Hands-on: see Lab 06.


14. Suffix Array (overview, applications)

When To Use

  • All suffixes of S sorted lexicographically — enables binary search for any pattern in O(M log N).
  • “Longest common substring of two strings” via combined suffix array + LCP.
  • “Number of distinct substrings of S” = N(N+1)/2 − Σ LCP[i].

Complexity

Build O(N log² N) (radix-sort + double-the-rank trick) or O(N log N) (DC3 / SA-IS, harder). LCP via Kasai’s algorithm O(N). Per-pattern search O(M log N).

Key Implementation Pitfalls

  • Doubling-the-rank — sort suffixes by their first 1, 2, 4, …, N characters using the previous round’s ranks. Each round is a radix sort.
  • LCP array — Kasai’s algorithm: walk in original-index order, decrement an h counter that tracks current LCP. Subtle but linear.
  • Sentinel — append a unique smaller-than-all-others character to avoid prefix-of-another-suffix issues.

Classic Problems

  • “Longest common substring of two strings” (SA + LCP + range minimum).
  • “Number of distinct substrings”.
  • “K-th lexicographically smallest substring”.
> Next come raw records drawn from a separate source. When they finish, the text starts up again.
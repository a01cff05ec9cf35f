//! Style normalization applied to the export clone (never to the live surface).

use crate::export::ExportSettings;
use crate::surface::node::{Align, Color, Display, Edges, Node, ObjectFit, Radius, Tag};
use crate::templates::sections::PROFILE_ALT;

pub const SECTION_MARGIN_BOTTOM: f32 = 20.0;
pub const SKILL_ITEM_SPACING: f32 = 8.0;
pub const PHOTO_SIZE: f32 = 100.0;

/// Fixes the quirks the rasterizer would otherwise pick up from the preview styling:
/// fixed width and padding on an opaque white root, explicit section and skill spacing,
/// and a circular cover-fit profile photo.
pub fn normalize_surface(root: &mut Node, settings: &ExportSettings) {
    root.style.width = Some(settings.surface_width);
    root.style.padding = Edges::all(settings.padding);
    root.style.background = Some(Color::WHITE);

    root.walk_mut(&mut |node| {
        if node.tag == Tag::Section {
            node.style.margin_bottom = SECTION_MARGIN_BOTTOM;
        }
        if node.has_class("skill-item") {
            node.style.margin_bottom = SKILL_ITEM_SPACING;
            node.style.gap = SKILL_ITEM_SPACING;
            node.style.display = Display::Flex;
            node.style.align_items = Align::Center;
        }
        if node.tag == Tag::Img && node.attr_value("alt") == Some(PROFILE_ALT) {
            node.style.width = Some(PHOTO_SIZE);
            node.style.height = Some(PHOTO_SIZE);
            node.style.object_fit = ObjectFit::Cover;
            node.style.radius = Radius::Full;
        }
    });
}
Overview only — labs don’t drill suffix arrays directly; rolling hash + Z/KMP cover most interview cases.


15. Suffix Automaton (overview, applications)

When To Use

  • Smallest DFA accepting all substrings of S, built in O(N) — strictly stronger than a suffix tree for many queries.
  • “Number of distinct substrings”, “longest common substring”, “count occurrences of a pattern” — all O(M) per query after O(N) build.

Complexity

Build O(N · σ) where σ is alphabet size. Space O(N · σ).

Key Implementation Pitfalls

  • link (suffix-link) pointers — the equivalence-class tree of states. Subtle to derive; templates exist.
  • cnt augmentation — counting occurrences requires DP on the suffix-link tree.
  • Online construction — add char at a time, maintain the latest state.

Classic Problems

  • “Distinct substrings count”.
  • “Longest common substring of K strings”.
  • Codeforces / SPOJ string problems.

Overview only. Rare in interviews; expected at Grandmaster.


16. Trie Variants (compressed, with counts, with deletion)

When To Use

  • Prefix queries: “does any inserted word start with prefix P?”, “all words with prefix P”.
  • Multi-word search (LC 212 — Word Search II): compile dictionary into a trie, DFS the grid against the trie for O((R · C) · 4^L) instead of per-word DFS.
  • Autocomplete with frequency ranking — trie augmented with word counts and best-K-at-each-node.

Complexity

Insert O(L). Search prefix O(L). Space O(Σ L · σ) for plain array-based trie; O(Σ L · branching) for hash-based.

Key Implementation Pitfalls

  • Array-of-26 vs hash-of-char — array-of-26 is faster (no hashing); hash is more memory-efficient on sparse tries. Pick one based on problem constraints.
  • End-of-word marker — use a separate is_end boolean, not a sentinel char that could collide with input.
  • Compressed (radix) trie — chains of single-child nodes are merged into a single edge labeled with the substring. Saves memory at the cost of more complex insertion (split an edge mid-substring).
  • Deletion — typically just clear is_end and prune empty subtrees. Don’t free shared nodes.
  • Counts at each node — increment on insert, decrement on delete; useful for “count words with prefix P” in O(L).

Classic Problems

  • LeetCode 208 — Implement Trie (canonical)
  • LeetCode 211 — Design Add and Search Words (with . wildcard — DFS)
  • LeetCode 212 — Word Search II (canonical trie-on-grid)
  • LeetCode 421 — Maximum XOR of Two Numbers in an Array (binary trie)
  • LeetCode 642 — Design Search Autocomplete System

Hands-on: see Lab 07.


17. Aho–Corasick (multi-pattern matching)

When To Use

  • Match a set of K patterns simultaneously against a text T — “find all dictionary words that occur in T”.
  • Naive: O(N · ΣM) — too slow for K = 10^4 patterns.
  • Aho–Corasick: O(N + ΣM + #matches) — linear in everything.

Complexity

Build O(ΣM · σ). Match O(N + #matches). Space O(ΣM · σ).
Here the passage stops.